Anomalies in Unnormalized Databases
Data anomalies are inconsistencies or errors that arise when a database is poorly structured—typically due to redundant or unnormalized data. These anomalies compromise data integrity, consistency, and efficiency.
Types of Anomalies
There are three primary types of anomalies:
Insert Anomaly
Occurs when you cannot insert data into a table without the presence of unrelated data.
Example
Suppose we have a single table storing both student and course enrollment data:
| StudentID | StudentName | CourseID | CourseName |
|-----------|-------------|----------|------------|
| 1 | Alice | CS101 | Databases |
Now, you want to add a new course before any student enrolls. You can’t—because the table requires a StudentID.
Why it happens
This happens when multiple entities (like Students and Courses) are stored in the same table.

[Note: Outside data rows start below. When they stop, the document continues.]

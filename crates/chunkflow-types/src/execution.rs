//! Step execution progress record and checkpoint.
//!
//! [`ExecutionState`] is owned exclusively by the chunk driver and mutated
//! once per chunk boundary, never per item. That keeps checkpoint
//! granularity at chunk level: anything not yet folded in was part of an
//! uncommitted chunk and will be re-read on restart.

use serde::{Deserialize, Serialize};

use crate::state::ExecutionStatus;

/// Mutable progress record for one step execution.
///
/// Invariant: `items_read >= items_written + items_skipped` at every
/// observation point. Status transitions are monotonic: `Completed` and
/// `Failed` are never left once entered.
#[derive(Debug, Clone, PartialEq, Eq, Serialize, Deserialize)]
pub struct ExecutionState {
    pub items_read: u64,
    pub items_written: u64,
    pub items_skipped: u64,
    pub chunks_committed: u64,
    pub status: ExecutionStatus,
}

impl ExecutionState {
    /// Fresh state for a new step execution.
    #[must_use]
    pub fn new() -> Self {
        Self {
            items_read: 0,
            items_written: 0,
            items_skipped: 0,
            chunks_committed: 0,
            status: ExecutionStatus::Running,
        }
    }

    /// Resume state from a persisted checkpoint.
    #[must_use]
    pub fn from_checkpoint(checkpoint: &StepCheckpoint) -> Self {
        Self {
            items_read: checkpoint.items_read,
            items_written: checkpoint.items_written,
            items_skipped: checkpoint.items_skipped,
            chunks_committed: checkpoint.chunks_committed,
            status: ExecutionStatus::Running,
        }
    }

    /// Fold one committed chunk boundary into the state.
    ///
    /// `read` counts every item pulled for this boundary, including filtered
    /// and skipped ones; `written` is the committed chunk length (0 when the
    /// boundary carried only filtered/skipped trailing items).
    pub fn apply_chunk(&mut self, read: u64, written: u64, skipped: u64) {
        debug_assert!(read >= written + skipped);
        self.items_read += read;
        self.items_written += written;
        self.items_skipped += skipped;
        if written > 0 {
            self.chunks_committed += 1;
        }
    }

    /// Transition to a terminal or stopped status.
    ///
    /// A no-op when the current status is already terminal.
    pub fn finish(&mut self, status: ExecutionStatus) {
        if !self.status.is_terminal() {
            self.status = status;
        }
    }

    /// Whether the read/write/skip accounting invariant holds.
    #[must_use]
    pub fn invariant_holds(&self) -> bool {
        self.items_read >= self.items_written + self.items_skipped
    }

    /// Snapshot the committed counters for persistence.
    #[must_use]
    pub fn checkpoint(&self, updated_at: impl Into<String>) -> StepCheckpoint {
        StepCheckpoint {
            items_read: self.items_read,
            items_written: self.items_written,
            items_skipped: self.items_skipped,
            chunks_committed: self.chunks_committed,
            updated_at: updated_at.into(),
        }
    }
}

impl Default for ExecutionState {
    fn default() -> Self {
        Self::new()
    }
}

/// Persisted read/write offset for a (job, step) pair.
///
/// `items_read` is the resume point: a restarted step fast-forwards its
/// source by this many items, so committed items are never re-processed.
/// `updated_at` is an ISO-8601 UTC string; backends handle formatting.
#[derive(Debug, Clone, PartialEq, Eq, Serialize, Deserialize)]
pub struct StepCheckpoint {
    pub items_read: u64,
    pub items_written: u64,
    pub items_skipped: u64,
    pub chunks_committed: u64,
    pub updated_at: String,
}
//! Structured error model for batch operations.
//!
//! [`BatchError`] carries a classification kind plus diagnostic details.
//! Construct via kind-specific factory methods. Whether a given kind is
//! retried or skipped is decided by the policies configured on a step, not
//! by the error itself; the kind is only the classification key.

use serde::{Deserialize, Serialize};
use std::fmt;

/// Broad classification of a batch error.
///
/// Retry and skip policies match on this kind.
#[derive(Debug, Clone, Copy, PartialEq, Eq, Hash, Serialize, Deserialize)]
#[non_exhaustive]
#[serde(rename_all = "snake_case")]
pub enum ErrorKind {
    /// Transient item-level failure expected to resolve on retry.
    Transient,
    /// Item failed validation.
    Validation,
    /// Chunk commit failed at the sink. Always fatal to the step.
    SinkCommit,
    /// Invalid engine or step configuration. Fatal at startup.
    Config,
    /// Internal engine error.
    Internal,
}

impl fmt::Display for ErrorKind {
    fn fmt(&self, f: &mut fmt::Formatter<'_>) -> fmt::Result {
        let s = match self {
            Self::Transient => "transient",
            Self::Validation => "validation",
            Self::SinkCommit => "sink_commit",
            Self::Config => "config",
            Self::Internal => "internal",
        };
        f.write_str(s)
    }
}

/// Retry backoff strategy hint.
#[derive(Debug, Clone, Copy, PartialEq, Eq, Hash, Serialize, Deserialize)]
#[serde(rename_all = "snake_case")]
pub enum BackoffClass {
    /// Millisecond-scale retry.
    Fast,
    /// Second-scale retry.
    Normal,
    /// Minute-scale retry.
    Slow,
}

/// Structured error from a batch operation.
///
/// Carries classification and optional diagnostic details. Construct via
/// kind-specific factory methods (e.g., [`BatchError::validation`]).
#[derive(Debug, Clone, PartialEq, Eq, Serialize, Deserialize, thiserror::Error)]
#[error("[{kind}] {code}: {message}")]
pub struct BatchError {
    pub kind: ErrorKind,
    pub code: String,
    pub message: String,
    #[serde(default, skip_serializing_if = "Option::is_none")]
    pub retry_after_ms: Option<u64>,
    pub backoff_class: BackoffClass,
    #[serde(default, skip_serializing_if = "Option::is_none")]
    pub details: Option<serde_json::Value>,
}

impl BatchError {
    fn new(
        kind: ErrorKind,
        backoff_class: BackoffClass,
        code: impl Into<String>,
        message: impl Into<String>,
    ) -> Self {
        Self {
            kind,
            code: code.into(),
            message: message.into(),
            retry_after_ms: None,
            backoff_class,
            details: None,
        }
    }

    /// Transient item-level error (fast backoff).
    #[must_use]
    pub fn transient(code: impl Into<String>, message: impl Into<String>) -> Self {
        Self::new(ErrorKind::Transient, BackoffClass::Fast, code, message)
    }

    /// Validation error.
    #[must_use]
    pub fn validation(code: impl Into<String>, message: impl Into<String>) -> Self {
        Self::new(ErrorKind::Validation, BackoffClass::Normal, code, message)
    }

    /// Sink commit error.
    #[must_use]
    pub fn sink_commit(code: impl Into<String>, message: impl Into<String>) -> Self {
        Self::new(ErrorKind::SinkCommit, BackoffClass::Normal, code, message)
    }

    /// Configuration error.
    #[must_use]
    pub fn config(code: impl Into<String>, message: impl Into<String>) -> Self {
        Self::new(ErrorKind::Config, BackoffClass::Normal, code, message)
    }

    /// Internal engine error.
    #[must_use]
    pub fn internal(code: impl Into<String>, message: impl Into<String>) -> Self {
        Self::new(ErrorKind::Internal, BackoffClass::Normal, code, message)
    }

    /// Attach structured diagnostic details.
    #[must_use]
    pub fn with_details(mut self, details: serde_json::Value) -> Self {
        self.details = Some(details);
        self
    }

    /// Request a specific delay before the next retry attempt.
    #[must_use]
    pub fn with_retry_after_ms(mut self, ms: u64) -> Self {
        self.retry_after_ms = Some(ms);
        self
    }
}

#[cfg(test)]
mod tests {
    use super::*;

    #[test]
    fn factory_kinds() {
        assert_eq!(BatchError::transient("T", "t").kind, ErrorKind::Transient);
        assert_eq!(BatchError::validation("V", "v").kind, ErrorKind::Validation);
        assert_eq!(
            BatchError::sink_commit("S", "s").kind,
            ErrorKind::SinkCommit
        );
        assert_eq!(BatchError::config("C", "c").kind, ErrorKind::Config);
        assert_eq!(BatchError::internal("I", "i").kind, ErrorKind::Internal);
    }

    #[test]
    fn transient_defaults_to_fast_backoff() {
        let err = BatchError::transient("TIMEOUT", "timed out");
        assert_eq!(err.backoff_class, BackoffClass::Fast);
        assert!(err.retry_after_ms.is_none());
    }

    #[test]
    fn display_format() {
        let err = BatchError::config("BAD_CHUNK_SIZE", "chunk_size must be at least 1");
        assert_eq!(
            err.to_string(),
            "[config] BAD_CHUNK_SIZE: chunk_size must be at least 1"
        );
    }

    #[test]
    fn serde_roundtrip() {
        let err = BatchError::validation("EMPTY_NAME", "name must not be empty")
            .with_details(serde_json::json!({"field": "name"}));
        let json = serde_json::to_string(&err).unwrap();
        let back: BatchError = serde_json::from_str(&json).unwrap();
        assert_eq!(err, back);
    }

    #[test]
    fn retry_after_is_preserved() {
        let err = BatchError::transient("THROTTLED", "slow down").with_retry_after_ms(250);
        assert_eq!(err.retry_after_ms, Some(250));
    }

    #[test]
    fn kind_display_strings() {
        assert_eq!(ErrorKind::Transient.to_string(), "transient");
        assert_eq!(ErrorKind::SinkCommit.to_string(), "sink_commit");
        assert_eq!(ErrorKind::Config.to_string(), "config");
    }
}
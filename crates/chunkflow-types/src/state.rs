//! State backend model types.
//!
//! Pure data types shared by the engine and state crates so both can use
//! them without circular dependencies.

use serde::{Deserialize, Serialize};

// ---------------------------------------------------------------------------
// Newtypes
// ---------------------------------------------------------------------------

/// Opaque job identifier.
#[derive(Debug, Clone, PartialEq, Eq, Hash, Serialize, Deserialize)]
#[serde(transparent)]
pub struct JobName(String);

impl JobName {
    /// Create a new job name.
    #[must_use]
    pub fn new(name: impl Into<String>) -> Self {
        Self(name.into())
    }

    /// Borrow the inner string.
    #[must_use]
    pub fn as_str(&self) -> &str {
        &self.0
    }
}

impl std::fmt::Display for JobName {
    fn fmt(&self, f: &mut std::fmt::Formatter<'_>) -> std::fmt::Result {
        f.write_str(&self.0)
    }
}

impl From<String> for JobName {
    fn from(value: String) -> Self {
        Self(value)
    }
}

impl From<&str> for JobName {
    fn from(value: &str) -> Self {
        Self(value.to_string())
    }
}

/// Opaque step name within a job.
#[derive(Debug, Clone, PartialEq, Eq, Hash, Serialize, Deserialize)]
#[serde(transparent)]
pub struct StepName(String);

impl StepName {
    /// Create a new step name.
    #[must_use]
    pub fn new(name: impl Into<String>) -> Self {
        Self(name.into())
    }

    /// Borrow the inner string.
    #[must_use]
    pub fn as_str(&self) -> &str {
        &self.0
    }
}

impl std::fmt::Display for StepName {
    fn fmt(&self, f: &mut std::fmt::Formatter<'_>) -> std::fmt::Result {
        f.write_str(&self.0)
    }
}

impl From<String> for StepName {
    fn from(value: String) -> Self {
        Self(value)
    }
}

impl From<&str> for StepName {
    fn from(value: &str) -> Self {
        Self(value.to_string())
    }
}

// ---------------------------------------------------------------------------
// Run tracking
// ---------------------------------------------------------------------------

/// Status of a step or job execution.
///
/// `Completed` and `Failed` are terminal: once entered they are never left.
#[derive(Debug, Clone, Copy, PartialEq, Eq, Hash, Serialize, Deserialize)]
#[serde(rename_all = "snake_case")]
pub enum ExecutionStatus {
    Running,
    Completed,
    Failed,
    Stopped,
}

impl ExecutionStatus {
    /// Wire-format string for storage.
    #[must_use]
    pub fn as_str(self) -> &'static str {
        match self {
            Self::Running => "running",
            Self::Completed => "completed",
            Self::Failed => "failed",
            Self::Stopped => "stopped",
        }
    }

    /// Whether this status permits no further transitions.
    #[must_use]
    pub fn is_terminal(self) -> bool {
        matches!(self, Self::Completed | Self::Failed)
    }

    /// Parse a stored status string.
    #[must_use]
    pub fn parse(s: &str) -> Option<Self> {
        match s {
            "running" => Some(Self::Running),
            "completed" => Some(Self::Completed),
            "failed" => Some(Self::Failed),
            "stopped" => Some(Self::Stopped),
            _ => None,
        }
    }
}

impl std::fmt::Display for ExecutionStatus {
    fn fmt(&self, f: &mut std::fmt::Formatter<'_>) -> std::fmt::Result {
        f.write_str(self.as_str())
    }
}

/// Aggregate statistics for a finished job run.
#[derive(Debug, Clone, Default, PartialEq, Eq, Serialize, Deserialize)]
pub struct RunSummary {
    pub items_read: u64,
    pub items_written: u64,
    pub items_skipped: u64,
    #[serde(default, skip_serializing_if = "Option::is_none")]
    pub error_message: Option<String>,
}
/// Stream sample rate (samples per second per channel).
pub type SampleRate = u32;

/// Number of channels in a stream.
pub type ChannelCount = u16;

/// Stream bit rate in bits per second.
pub type BitRate = u32;

/// Compile time check that an error type is usable across threads, can be
/// cloned and plays well with `?` and error reporting crates.
macro_rules! assert_error_traits {
    ($to_test:path) => {
        const _: () = { $crate::common::use_required_traits::<$to_test>() };
    };
}
pub(crate) use assert_error_traits;

#[allow(dead_code)]
pub(crate) const fn use_required_traits<
    T: Send + Sync + 'static + std::error::Error + std::fmt::Debug + std::fmt::Display + Clone,
>() {
}

// Logging goes through `tracing` when the feature is enabled. Without it the
// arguments are still type checked so both configurations see the same code.
macro_rules! log_debug {
    ($($arg:tt)*) => {{
        #[cfg(feature = "tracing")]
        tracing::debug!($($arg)*);
        #[cfg(not(feature = "tracing"))]
        {
            let _ = format_args!($($arg)*);
        }
    }};
}
pub(crate) use log_debug;

macro_rules! log_trace {
    ($($arg:tt)*) => {{
        #[cfg(feature = "tracing")]
        tracing::trace!($($arg)*);
        #[cfg(not(feature = "tracing"))]
        {
            let _ = format_args!($($arg)*);
        }
    }};
}
pub(crate) use log_trace;

macro_rules! log_warn {
    ($($arg:tt)*) => {{
        #[cfg(feature = "tracing")]
        tracing::warn!($($arg)*);
        #[cfg(not(feature = "tracing"))]
        {
            let _ = format_args!($($arg)*);
        }
    }};
}
pub(crate) use log_warn;
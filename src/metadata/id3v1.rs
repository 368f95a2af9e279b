use super::{genre_name, Metadata, MetadataEntry, MetadataKind, TextEncoding};

/// Length of the fixed ID3v1 trailer.
pub(crate) const TAG_LEN: usize = 128;

fn field(bytes: &[u8]) -> &[u8] {
    let end = bytes.iter().position(|&b| b == 0).unwrap_or(bytes.len());
    &bytes[..end]
}

fn ascii(bytes: &[u8]) -> MetadataEntry {
    MetadataEntry::new(field(bytes), TextEncoding::Ascii)
}

/// Fills the slots of `meta` that are still empty from an ID3v1 trailer.
///
/// Returns `false` when `tag` does not start with the `TAG` marker.
pub(crate) fn parse(tag: &[u8], meta: &mut Metadata) -> bool {
    if tag.len() < TAG_LEN || &tag[..3] != b"TAG" {
        return false;
    }

    meta.set_if_empty(MetadataKind::Title, ascii(&tag[3..33]));
    meta.set_if_empty(MetadataKind::Artist, ascii(&tag[33..63]));
    meta.set_if_empty(MetadataKind::Album, ascii(&tag[63..93]));
    meta.set_if_empty(MetadataKind::Year, ascii(&tag[93..97]));

    // ID3v1.1 steals the last two comment bytes for a track number
    let track = (tag[125] == 0 && tag[126] != 0).then_some(tag[126]);
    let comment_len = if track.is_some() { 28 } else { 30 };
    meta.set_if_empty(MetadataKind::Comment, ascii(&tag[97..97 + comment_len]));

    if let Some(track) = track {
        meta.set_if_empty(
            MetadataKind::TrackNumber,
            MetadataEntry::new(track.to_string(), TextEncoding::Ascii),
        );
    }
    if let Some(genre) = genre_name(tag[127]) {
        meta.set_if_empty(
            MetadataKind::Genre,
            MetadataEntry::new(genre, TextEncoding::Ascii),
        );
    }
    true
}

#[cfg(test)]
pub(crate) mod tests {
    use super::*;

    pub(crate) fn tag(title: &str, artist: &str, comment: &str, track: u8, genre: u8) -> Vec<u8> {
        let mut tag = vec![0u8; TAG_LEN];
        tag[..3].copy_from_slice(b"TAG");
        tag[3..3 + title.len()].copy_from_slice(title.as_bytes());
        tag[33..33 + artist.len()].copy_from_slice(artist.as_bytes());
        tag[93..97].copy_from_slice(b"1999");
        tag[97..97 + comment.len()].copy_from_slice(comment.as_bytes());
        if track != 0 {
            tag[125] = 0;
            tag[126] = track;
        }
        tag[127] = genre;
        tag
    }

    fn text(meta: &Metadata, kind: MetadataKind) -> Option<String> {
        meta.get(kind).and_then(MetadataEntry::to_string_lossy)
    }

    #[test]
    fn reads_v11_fields() {
        let mut meta = Metadata::default();
        assert!(parse(&tag("Song", "Band", "nice", 7, 17), &mut meta));
        assert_eq!(text(&meta, MetadataKind::Title).as_deref(), Some("Song"));
        assert_eq!(text(&meta, MetadataKind::Artist).as_deref(), Some("Band"));
        assert_eq!(text(&meta, MetadataKind::Year).as_deref(), Some("1999"));
        assert_eq!(text(&meta, MetadataKind::Comment).as_deref(), Some("nice"));
        assert_eq!(text(&meta, MetadataKind::TrackNumber).as_deref(), Some("7"));
        assert_eq!(text(&meta, MetadataKind::Genre).as_deref(), Some("Rock"));
        assert!(!meta.is_set(MetadataKind::Album));
    }

    #[test]
    fn v10_comment_uses_full_field() {
        let comment = "abcdefghijklmnopqrstuvwxyz0123";
        let mut meta = Metadata::default();
        assert!(parse(&tag("", "", comment, 0, 200), &mut meta));
        assert_eq!(text(&meta, MetadataKind::Comment).as_deref(), Some(comment));
        assert!(!meta.is_set(MetadataKind::TrackNumber));
        assert!(!meta.is_set(MetadataKind::Genre));
        assert!(!meta.is_set(MetadataKind::Title));
    }

    #[test]
    fn keeps_existing_entries() {
        let mut meta = Metadata::default();
        meta.set_if_empty(
            MetadataKind::Title,
            MetadataEntry::new("From v2", TextEncoding::Utf8),
        );
        assert!(parse(&tag("From v1", "", "", 0, 0), &mut meta));
        assert_eq!(text(&meta, MetadataKind::Title).as_deref(), Some("From v2"));
    }

    #[test]
    fn rejects_missing_marker() {
        let mut meta = Metadata::default();
        assert!(!parse(&[0u8; TAG_LEN], &mut meta));
        assert!(!parse(b"TAG", &mut meta));
    }
}
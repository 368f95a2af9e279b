use std::io::SeekFrom;

use crate::common::log_debug;
use crate::pipe::ContentPipe;
use crate::vbr::{xing_frame_duration, VbrHeader};

use super::{Mp3Parser, ParserError};

impl<P: ContentPipe> Mp3Parser<P> {
    /// Positions the pipe at the audio belonging to `ms` milliseconds.
    ///
    /// With an intact Xing table of contents the position is interpolated
    /// from the table at whole percent steps, and `ms` is overwritten with
    /// the time that position really stands for. The rest of the requested
    /// time is reported as whole frames through
    /// [`frame_skip`](Self::frame_skip). A VBRI table is walked entry by
    /// entry. Everything else is treated as constant bit rate.
    ///
    /// # Errors
    ///
    /// Returns an error if the pipe cannot seek. The offset is still
    /// recorded in [`current_offset`](Self::current_offset).
    pub fn seek_to_time(&mut self, ms: &mut u32) -> Result<(), ParserError> {
        let requested = *ms;
        let point = match &self.vbr {
            VbrHeader::Xing(xing) if !xing.corrupted && xing.frames > 0 => {
                let stream_ms = f64::from(xing.frames) * xing.frame_duration;
                let exact = f64::from(requested) / stream_ms * 100.0;
                let percent = exact.floor();
                let fraction = exact - percent;

                let stream_bytes = xing.bytes.map_or_else(
                    || self.file_size.saturating_sub(self.track.data_offset),
                    u64::from,
                );
                let mut point = xing.seek_point(percent, stream_bytes);

                let fraction_ms = fraction * stream_ms / 100.0;
                if fraction_ms > xing.frame_duration {
                    let frames = (fraction_ms / xing.frame_duration) as i32;
                    self.frame_skip = if self.frame_skip > 0 {
                        self.frame_skip + frames
                    } else {
                        frames
                    };
                } else {
                    self.frame_skip = 0;
                }

                if requested == 0 && (xing.first_toc_error || xing.toc_error) {
                    point = 0;
                }
                *ms = (percent * stream_ms / 100.0) as u32;
                log_debug!("xing seek to {percent}% for {requested} ms");
                point
            }
            VbrHeader::Vbri(vbri) => {
                let frame_duration = xing_frame_duration(self.track.sample_rate);
                let entry_ms = vbri.entry_duration_ms() as u32;
                self.frame_skip = match requested.checked_rem(entry_ms) {
                    Some(left) => (f64::from(left) / frame_duration) as i32,
                    None => 0,
                };
                vbri.seek_point(f64::from(requested))
            }
            _ => self.cbr_seek_point(requested),
        };

        let offset = self.track.data_offset + point;
        self.curr_file_offset = offset;
        log_debug!("seek to {requested} ms lands at byte {offset}");
        self.pipe.seek(SeekFrom::Start(offset))?;
        Ok(())
    }

    fn cbr_seek_point(&self, ms: u32) -> u64 {
        u64::from(ms) * u64::from(self.track.bit_rate / 1000) / 8
    }
}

The design assumes that every course must have a student, which isn’t always true.
Solution
Split the tables:
erDiagram
Student {
int StudentID
string StudentName
}
Course {
string CourseID
string CourseName
}
Enrollment {
int StudentID
string CourseID
}
Student ||--o{ Enrollment : enrolls
Course ||--o{ Enrollment : includes
Now, you can insert a course independently.
Update Anomaly
Occurs when updating a single piece of data requires multiple updates across rows.
Example
-- Redundant data
| CourseID | CourseName | ProfessorEmail |
|----------|------------|--------------------|
| CS101 | Databases | prof@uni.edu |
| CS102 | AI | prof@uni.edu |
If the professor changes their email, you must update every row. Miss one? You’ve got inconsistent data.
Why it happens
This is due to data redundancy—the same piece of information (email) is stored in multiple places.
Solution
Separate professors into their own table:
erDiagram
direction LR
Professor {
int ProfessorID
string Email
}
Course {
string CourseID
string CourseName
int ProfessorID
}
Professor ||--o{ Course : teaches
Now, one update to the Professor table updates the email for all courses.
Deletion Anomaly
Occurs when deleting data unintentionally removes other valuable data.
Example
-- ENROLLMENT table
| StudentID | CourseID | CourseName |
|-----------|----------|------------|
| 1 | CS101 | Databases |
If the only student enrolled in CS101 drops the course and you delete the row, you also lose the course information.
Why it happens
This happens when multiple entities are stored together, and deleting one entity (student enrollment) removes another (course).
Solution
erDiagram
direction LR
Student {
int StudentID
string StudentName
}
Course {
string CourseID
string CourseName
}
Enrollment {
int StudentID
string CourseID
}
Student ||--o{ Enrollment : enrolls
Enrollment }o--|| Course: includes
Again, normalize the data into separate tables for Student, Course, and Enrollment.
Try it yourself :rocket:
Part 1: Analyze the Table Below
A database designer created the following table for a university’s course registrations:
| StudentID | StudentName | CourseID | CourseName | ProfessorName | ProfessorEmail |
|---|---|---|---|---|---|
| 101 | Alice Smith | CS101 | Databases | Dr. Fox | fox@uni.edu |
| 101 | Alice Smith | CS102 | Networks | Dr. Lin | lin@uni.edu |
| 102 | Bob Lee | CS101 | Databases | Dr. Fox | fox@uni.edu |
Question 1: Identify all possible anomalies in this table. Provide specific examples:
- Insertion anomaly
- Update anomaly
- Deletion anomaly
Question 2: Why do these anomalies occur? Hint: Consider redundancy and entity relationships.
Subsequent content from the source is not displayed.